There have been “widespread predictions of the worst recession for 300 years”, according to the Bristol Poverty Institute, a research project within the University of Bristol. This means more job losses, lower wages, and rising poverty and debt.
This new unemployment crisis has inspired a solution from the past. Several Bristol organisations have joined to form the Bristol Unemployed Workers’ Movement, based loosely on the Bristol Unemployed Workers’ Movement formed in the 1920s, and are fundraising to create Bristol’s first Unemployed Workers’ Centre. It’s a space they say is urgently needed, in the context of the pandemic’s isolating effects and the uncertain future many now face.
Lessons from the past
The centre will provide practical support for unemployed people – free-to-use computers, and CV and benefits advice. Jack Moran, one of those behind the initiative, says it’s about “addressing material needs that come with unemployment.” But members also want it to be a rallying point, a space for people to come together, learn about their rights and lobby for change.
“People are displaced and stuck in the middle of the whole system”, says Moran – who was made redundant last year. His background is in recruitment and employability, and he’s working on fundraising and website design.
The new Bristol Unemployed Workers’ Movement, which is still at the fundraising stage, and is volunteer-run, is being put together by members of Bristol Trades Union Council, Bristol West and South Labour Party branches, and Bristol Unite Community.
Bristol was the first city in the UK to have an Unemployed Workers’ Movement, which the Bristol Trades and Labour Council created back in 1921. The association worked with churches, councillors, and charities to support unemployed workers and their families who were living in poverty. They were also politically active, organising protests and campaigns.

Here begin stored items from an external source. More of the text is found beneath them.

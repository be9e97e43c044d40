//! Snapshot repository implementation.
//!
//! Stores the character collection as versioned JSON. Uses version-migrate so
//! older exports keep loading after the schema changes.

use async_trait::async_trait;
use std::path::{Path, PathBuf};
use tokio::fs;
use version_migrate::Migrator;

use demplar_core::snapshot::{CatalogSnapshot, SnapshotRepository};
use demplar_core::{DemplarError, Result};

use crate::dto::create_snapshot_migrator;
use crate::storage::write_atomic;

const ENTITY: &str = "catalog_snapshot";

/// File-based snapshot repository with version migration support.
pub struct FileSnapshotRepository {
    migrator: Migrator,
}

impl FileSnapshotRepository {
    pub fn new() -> Self {
        Self {
            migrator: create_snapshot_migrator(),
        }
    }

    /// Serializes a snapshot with its schema version.
    pub fn render(&self, snapshot: &CatalogSnapshot) -> Result<String> {
        self.migrator
            .save_domain_flat(ENTITY, snapshot.clone())
            .map_err(|e| DemplarError::Migration(format!("Failed to serialize snapshot: {}", e)))
    }

    /// Parses and migrates a serialized snapshot.
    pub fn parse(&self, content: &str) -> Result<CatalogSnapshot> {
        let json_value: serde_json::Value = serde_json::from_str(content)?;
        self.migrator
            .load_flat_from(ENTITY, json_value)
            .map_err(|e| DemplarError::Migration(format!("Failed to migrate snapshot: {}", e)))
    }
}

impl Default for FileSnapshotRepository {
    fn default() -> Self {
        Self::new()
    }
}

#[async_trait]
impl SnapshotRepository for FileSnapshotRepository {
    async fn export(&self, path: &Path, snapshot: &CatalogSnapshot) -> Result<()> {
        let serialized = self.render(snapshot)?;
        let target: PathBuf = path.to_path_buf();
        tokio::task::spawn_blocking(move || write_atomic(&target, serialized.as_bytes()))
            .await
            .map_err(|e| DemplarError::internal(format!("Export task failed: {}", e)))??;

        tracing::info!(
            "Exported {} characters to {}",
            snapshot.characters.len(),
            path.display()
        );
        Ok(())
    }

    async fn import(&self, path: &Path) -> Result<CatalogSnapshot> {
        if !path.exists() {
            return Err(DemplarError::not_found("snapshot", path.display().to_string()));
        }

        let content = fs::read_to_string(path)
            .await
            .map_err(|e| DemplarError::io(format!("Failed to read snapshot: {}", e)))?;
        let snapshot = self.parse(&content)?;
        tracing::debug!(
            "Imported {} characters from {}",
            snapshot.characters.len(),
            path.display()
        );
        Ok(snapshot)
    }
}

#[cfg(test)]
mod tests {
    use super::*;
    use demplar_core::character::{Character, Faction, Standing};
    use tempfile::TempDir;

    fn snapshot() -> CatalogSnapshot {
        CatalogSnapshot::new(vec![
            Character::new("1", "Aria", 17)
                .with_class("Ranger")
                .with_faction(Faction::known("f-p", "Pond")),
            Character::new("69", "The Watcher", 99).with_standing(Standing::Npc),
        ])
    }

    #[tokio::test]
    async fn test_export_then_import() {
        let temp_dir = TempDir::new().unwrap();
        let path = temp_dir.path().join("demplar-chars.json");
        let repo = FileSnapshotRepository::new();

        let original = snapshot();
        repo.export(&path, &original).await.unwrap();
        let loaded = repo.import(&path).await.unwrap();

        assert_eq!(loaded.characters, original.characters);
        assert_eq!(loaded.exported_at, original.exported_at);
    }

    #[tokio::test]
    async fn test_export_includes_version() {
        let temp_dir = TempDir::new().unwrap();
        let path = temp_dir.path().join("out.json");
        let repo = FileSnapshotRepository::new();
        repo.export(&path, &snapshot()).await.unwrap();

        let raw: serde_json::Value =
            serde_json::from_str(&std::fs::read_to_string(&path).unwrap()).unwrap();
        assert_eq!(raw["version"], "1.0.0");
        assert_eq!(raw["characters"][1]["npc"], true);
    }

    #[tokio::test]
    async fn test_import_missing_file() {
        let temp_dir = TempDir::new().unwrap();
        let err = FileSnapshotRepository::new()
            .import(&temp_dir.path().join("missing.json"))
            .await
            .unwrap_err();
        assert!(err.is_not_found());
    }

    #[tokio::test]
    async fn test_import_garbage_fails() {
        let temp_dir = TempDir::new().unwrap();
        let path = temp_dir.path().join("bad.json");
        std::fs::write(&path, "[1, 2, 3]").unwrap();
        assert!(FileSnapshotRepository::new().import(&path).await.is_err());
    }
}
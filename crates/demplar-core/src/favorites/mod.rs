//! Favorite characters, persisted across sessions.

mod repository;
mod store;

pub use repository::KeyValueStore;
pub use store::{FAVORITES_KEY, FavoritesStore};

In the 1970s, unemployed workers’ centres one again started popping up across the UK in response to rising job losses. But Bristol has never previously had one.
The importance of a physical space
Moran describes the new project both as a place for people to be supported – practically and emotionally – and for them to come together, learn about their rights, campaign and lobby.
“[It will be a] safe, secure environment… where people know we are objectively on their side”, he says. “You can just come in and we’re here for you – we’re not going to report you to the job centre.”
It’s important for the Centre to be a physical space “where people can come together and rebuild that sense of community”, Moran continues. The digitisation of many job centre functions, and the context of repeated lockdowns, have left unemployed workers isolated and “atomised”, he says.
The very nature of being unemployed means you’ve not got the support of colleagues – or, in many cases, a union. You may not have anyone to have your back if there’s been a problem with your claim, or you suspect you’ve been unfairly treated – and job centres are not always the most supportive of places.
“Once people end up on universal credit, a lot of them can feel like they’re to blame in some way”, Moran says. “Having a place where the heating’s on and there’s a cup of tea waiting for you can help.”
He says there’s been a dividing up of the working class over recent years, with “cracks worsened by economic failures [being] used to fracture the working class, telling us there’s this difference between us – but it’s untrue”, and says that the centre will help to bridge these divides by dealing with issues at their root. On an individual level by offering practical support, and on a community level by educating about unions and building worker solidarity.
“And then, to punch upwards, we’ll be advocating for a society which addresses the needs of its populus directly to local and national government [by] lobbying against local authority cuts, and for a union and community driven Unemployed Workers’ Centre to be resource-supported.”
The Bristol Unemployed Workers’ Centre is staging a Bristol March for jobs on Saturday 30 October, during which they’ll deliver a petition of demands to Mayor Marvin Rees.